You never know if anyone has listened unless you get feedback and something changes. I didn’t hear back after my speech, which is why I assume nothing has changed. That’s the problem with a lot of these things; you never, or hardly ever, get feedback, and change happens slowly. Often when you do get feedback, it’s a load of information that does not answer your question or prove that change is happening, or will happen. For example: I have written to my local MP, Rebecca Harris, numerous times asking her to do something about the wheelchair access in my local area. I can’t get into the shops as there’s no dropped kerb, I can’t get into the park – which may I add is behind the council offices – to walk my dog as there is a barrier in the way, and there is a huge lack of dropped kerbs (or the dropped kerbs that are there aren’t level with the floor so it feels like you’re jumping off beachy head every time you go down one) in my area. Also, most nature spots are completely inaccessible to wheelchair users due to kissing gates. It’s dangerous, extremely painful, and it’s also illegal – surely MPs are familiar with the Disability Discrimination Act and the Equality act 2010? Rebecca has written back to me, quoting about budgets and the money being spent in the UK, but that has made no difference to the fact that, 3 years on since my first letter, I still can’t get into the shops, the park and have to hurt myself in order to get around in my local area.
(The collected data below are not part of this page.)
/// Outcome of asking for a tier's minimum.
#[derive(Debug, Clone, Copy, PartialEq)]
pub enum Qualification {
    /// Counting stats rank everyone.
    Exempt,
    Minimum(Threshold),
    /// The season has no sessions to scale by; nobody qualifies.
    Unavailable,
}

/// Innings (`12.333`) to whole outs (`37`), halves rounded up.
pub fn outs_from_innings(ip: f64) -> f64 {
    round_half_up(ip * 3.0) as f64
}

// ---------------------------------------------------------------------------
// Calculator
// ---------------------------------------------------------------------------

#[derive(Debug, Clone, Copy)]
pub struct QualificationCalculator<'a> {
    seasons: &'a SeasonInfo,
    rates: QualificationRates,
    career: CareerMinimums,
}

impl<'a> QualificationCalculator<'a> {
    pub fn new(seasons: &'a SeasonInfo, rates: QualificationRates, career: CareerMinimums) -> Self {
        QualificationCalculator {
            seasons,
            rates: rates.effective(),
            career,
        }
    }

    /// Sessions to scale a season's minimum by: sessions played so far for
    /// the current season, otherwise the scheduled count. A season with no
    /// scheduled sessions stays at zero whatever has been played.
    pub fn sessions_for(&self, season: &str) -> u32 {
        let scheduled = self.seasons.scheduled(season);
        if scheduled == 0 {
            return 0;
        }
        match &self.seasons.current {
            Some(current) if current.season == season && current.sessions_completed > 0 => {
                current.sessions_completed
            }
            _ => scheduled,
        }
    }

    /// The current season, while it has not passed the halfway point. Its
    /// rows are left out of the single-season leaderboard for counting and
    /// session-scaled stats.
    pub fn season_excluded_from_single_season(&self) -> Option<&'a str> {
        let current = self.seasons.current.as_ref()?;
        let total = self.seasons.scheduled(&current.season);
        if total > 0 && f64::from(current.sessions_completed) <= f64::from(total) / 2.0 {
            Some(current.season.as_str())
        } else {
            None
        }
    }

    /// Minimum for a leaderboard tier. `season` is needed for
    /// session-scaled minimums on single-season and per-season tiers.
    pub fn minimum_threshold(
        &self,
        tier: TierKind,
        kind: StatKind,
        side: Side,
        season: Option<&str>,
    ) -> Qualification {
        let all_time = tier == TierKind::AllTime;
        match kind {
            StatKind::Counting => Qualification::Exempt,
            StatKind::StolenBasePct => Qualification::Minimum(Threshold {
                metric: QualMetric::Attempts,
                value: f64::from(if all_time {
                    self.career.min_attempts
                } else {
                    self.rates.min_attempts
                }),
            }),
            StatKind::WinLossPct => Qualification::Minimum(Threshold {
                metric: QualMetric::Decisions,
                value: f64::from(if all_time {
                    self.career.min_decisions
                } else {
                    self.rates.min_decisions
                }),
            }),
            StatKind::Rate if all_time => Qualification::Minimum(match side {
                Side::Hitting => Threshold {
                    metric: QualMetric::PlateAppearances,
                    value: f64::from(self.career.min_pa),
                },
                Side::Pitching => Threshold {
                    metric: QualMetric::InningsPitched,
                    value: self.career.min_ip,
                },
            }),
            StatKind::Rate => {
                let sessions = season.map_or(0, |s| self.sessions_for(s));
                if sessions == 0 {
                    return Qualification::Unavailable;
                }
                Qualification::Minimum(self.session_scaled(side, sessions))
            }
        }
    }

    fn session_scaled(&self, side: Side, sessions: u32) -> Threshold {
        match side {
            Side::Hitting => Threshold {
                metric: QualMetric::PlateAppearances,
                value: self.rates.pa_per_session * f64::from(sessions),
            },
            Side::Pitching => Threshold {
                metric: QualMetric::Outs,
                value: f64::from(self.rates.outs_per_session) * f64::from(sessions),
            },
        }
    }
}

// ---------------------------------------------------------------------------
// Tests
// ---------------------------------------------------------------------------

#[cfg(test)]
mod tests {
    use super::*;
    use statline_core::model::{CurrentSeason, Scope};
    use std::collections::HashMap;

    fn seasons(current: Option<(&str, u32)>) -> SeasonInfo {
        SeasonInfo {
            sessions: HashMap::from([
                ("S9".to_string(), 12),
                ("S10".to_string(), 10),
                ("S11".to_string(), 10),
                ("S12".to_string(), 0),
            ]),
            current: current.map(|(season, done)| CurrentSeason {
                season: season.into(),
                sessions_completed: done,
            }),
        }
    }

    fn calc(info: &SeasonInfo) -> QualificationCalculator<'_> {
        QualificationCalculator::new(info, QualificationRates::default(), CareerMinimums::default())
    }

    fn row(stats: &[(&str, f64)]) -> StatRow {
        StatRow {
            player_id: 1,
            scope: Scope::Season("S10".into()),
            team: None,
            player_type: None,
            is_sub_row: false,
            stats: stats.iter().map(|(k, v)| (k.to_string(), *v)).collect(),
        }
    }

    fn minimum(q: Qualification) -> Threshold {
        match q {
            Qualification::Minimum(t) => t,
            other => panic!("expected a minimum, got {other:?}"),
        }
    }

    #[test]
    fn hitting_season_minimum_scales_with_sessions() {
        let info = seasons(None);
        let t = minimum(calc(&info).minimum_threshold(TierKind::Season, StatKind::Rate, Side::Hitting, Some("S10")));
        assert_eq!(t.metric, QualMetric::PlateAppearances);
        assert_eq!(t.value, 20.0);
        assert_eq!(t.label(), "20 PA min");
    }

    #[test]
    fn pitching_season_minimum_is_in_outs_shown_as_innings() {
        let info = seasons(None);
        let t = minimum(calc(&info).minimum_threshold(TierKind::Season, StatKind::Rate, Side::Pitching, Some("S10")));
        assert_eq!(t.metric, QualMetric::Outs);
        assert_eq!(t.value, 30.0);
        assert_eq!(t.label(), "10.0 IP min");
    }

    #[test]
    fn current_season_uses_sessions_completed() {
        let info = seasons(Some(("S11", 4)));
        let c = calc(&info);
        assert_eq!(c.sessions_for("S11"), 4);
        assert_eq!(c.sessions_for("S10"), 10);
        let t = minimum(c.minimum_threshold(TierKind::Season, StatKind::Rate, Side::Hitting, Some("S11")));
        assert_eq!(t.value, 8.0);

        // No sessions played yet: fall back to the schedule.
        let info = seasons(Some(("S11", 0)));
        assert_eq!(calc(&info).sessions_for("S11"), 10);
    }

    #[test]
    fn unscheduled_current_season_stays_unavailable() {
        // S12 is scheduled at zero sessions; games played do not revive it.
        let info = seasons(Some(("S12", 8)));
        let c = calc(&info);
        assert_eq!(c.sessions_for("S12"), 0);
        assert_eq!(
            c.minimum_threshold(TierKind::Season, StatKind::Rate, Side::Hitting, Some("S12")),
            Qualification::Unavailable
        );
        // Missing from the schedule entirely.
        let info = seasons(Some(("S13", 8)));
        assert_eq!(calc(&info).sessions_for("S13"), 0);
    }

    #[test]
    fn fractional_plate_appearance_minimum_rounds_up_in_label() {
        let info = seasons(None);
        let rates = QualificationRates {
            pa_per_session: 2.05,
            ..Default::default()
        };
        let c = QualificationCalculator::new(&info, rates, CareerMinimums::default());
        let t = minimum(c.minimum_threshold(TierKind::Season, StatKind::Rate, Side::Hitting, Some("S10")));
        assert!((t.value - 20.5).abs() < 1e-9);
        assert_eq!(t.label(), "21 PA min");
        assert!(!t.admits(&row(&[("PA", 20.0)]), Side::Hitting));
        assert!(t.admits(&row(&[("PA", 21.0)]), Side::Hitting));
    }

    #[test]
    fn zero_session_season_is_unavailable() {
        let info = seasons(None);
        let c = calc(&info);
        assert_eq!(
            c.minimum_threshold(TierKind::Season, StatKind::Rate, Side::Hitting, Some("S12")),
            Qualification::Unavailable
        );
        assert_eq!(
            c.minimum_threshold(TierKind::Season, StatKind::Rate, Side::Hitting, Some("S77")),
            Qualification::Unavailable
        );
        assert_eq!(
            c.minimum_threshold(TierKind::Season, StatKind::Counting, Side::Hitting, Some("S12")),
            Qualification::Exempt
        );
    }

    #[test]
    fn all_time_minimums_are_fixed() {
        let info = seasons(None);
        let c = calc(&info);
        let pa = minimum(c.minimum_threshold(TierKind::AllTime, StatKind::Rate, Side::Hitting, None));
        assert_eq!((pa.metric, pa.value), (QualMetric::PlateAppearances, 100.0));
        assert_eq!(pa.label(), "100 PA min");

        let ip = minimum(c.minimum_threshold(TierKind::AllTime, StatKind::Rate, Side::Pitching, None));
        assert_eq!((ip.metric, ip.value), (QualMetric::InningsPitched, 50.0));
        assert_eq!(ip.label(), "50.0 IP min");

        let dec = minimum(c.minimum_threshold(TierKind::AllTime, StatKind::WinLossPct, Side::Pitching, None));
        assert_eq!(dec.label(), "10 Decisions min");
        let att = minimum(c.minimum_threshold(TierKind::AllTime, StatKind::StolenBasePct, Side::Hitting, None));
        assert_eq!(att.label(), "10 Attempts min");
    }

    #[test]
    fn season_volume_minimums_use_fixed_settings() {
        let info = seasons(None);
        let c = calc(&info);
        let dec = minimum(c.minimum_threshold(TierKind::SingleSeason, StatKind::WinLossPct, Side::Pitching, None));
        assert_eq!(dec.value, 3.0);
        let att = minimum(c.minimum_threshold(TierKind::Season, StatKind::StolenBasePct, Side::Pitching, Some("S12")));
        assert_eq!(att.value, 3.0);
        assert!(att.admits(&row(&[("SB_A", 2.0), ("CS_A", 1.0)]), Side::Pitching));
        assert!(!att.admits(&row(&[("SB", 2.0), ("CS", 1.0)]), Side::Pitching));
    }

    #[test]
    fn non_positive_settings_fall_back_to_defaults() {
        let rates = QualificationRates {
            pa_per_session: -1.0,
            outs_per_session: 0,
            min_attempts: 0,
            min_decisions: 5,
        }
        .effective();
        assert_eq!(rates.pa_per_session, DEFAULT_PA_PER_SESSION);
        assert_eq!(rates.outs_per_session, DEFAULT_OUTS_PER_SESSION);
        assert_eq!(rates.min_attempts, DEFAULT_MIN_ATTEMPTS);
        assert_eq!(rates.min_decisions, 5);
    }

    #[test]
    fn halfway_rule_for_current_season() {
        assert_eq!(calc(&seasons(Some(("S10", 5)))).season_excluded_from_single_season(), Some("S10"));
        assert_eq!(calc(&seasons(Some(("S10", 6)))).season_excluded_from_single_season(), None);
        // Unknown schedule: nothing to compare against.
        assert_eq!(calc(&seasons(Some(("S12", 0)))).season_excluded_from_single_season(), None);
        assert_eq!(calc(&seasons(None)).season_excluded_from_single_season(), None);
    }

    #[test]
    fn outs_round_half_up() {
        assert_eq!(outs_from_innings(10.0), 30.0);
        assert_eq!(outs_from_innings(9.666_667), 29.0);
        assert_eq!(outs_from_innings(10.333_333), 31.0);
        assert_eq!(outs_from_innings(0.5), 2.0);
    }
}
I do what I do not only for myself, but for the benefit of others. I have been thanked for giving a voice to those who don’t have one, which is my ultimate goal. Not everyone can speak for themselves, whether they have a physical disability, a learning disability, or just not the confidence or ability to speak up for themselves. I will be their voice. I have the confidence and ability to speak up for others, and I have the determination to see it through. I will not give up. My aim in life is to make a difference, and I will fight for as long as I have until change happens. I write, I speak, I blog and I have done video and radio work. Wherever my fight takes me, I will fight for myself and others. Change will happen, and I for one will not rest until it does.
So Dr Poulter, what can I do to help you make the right changes?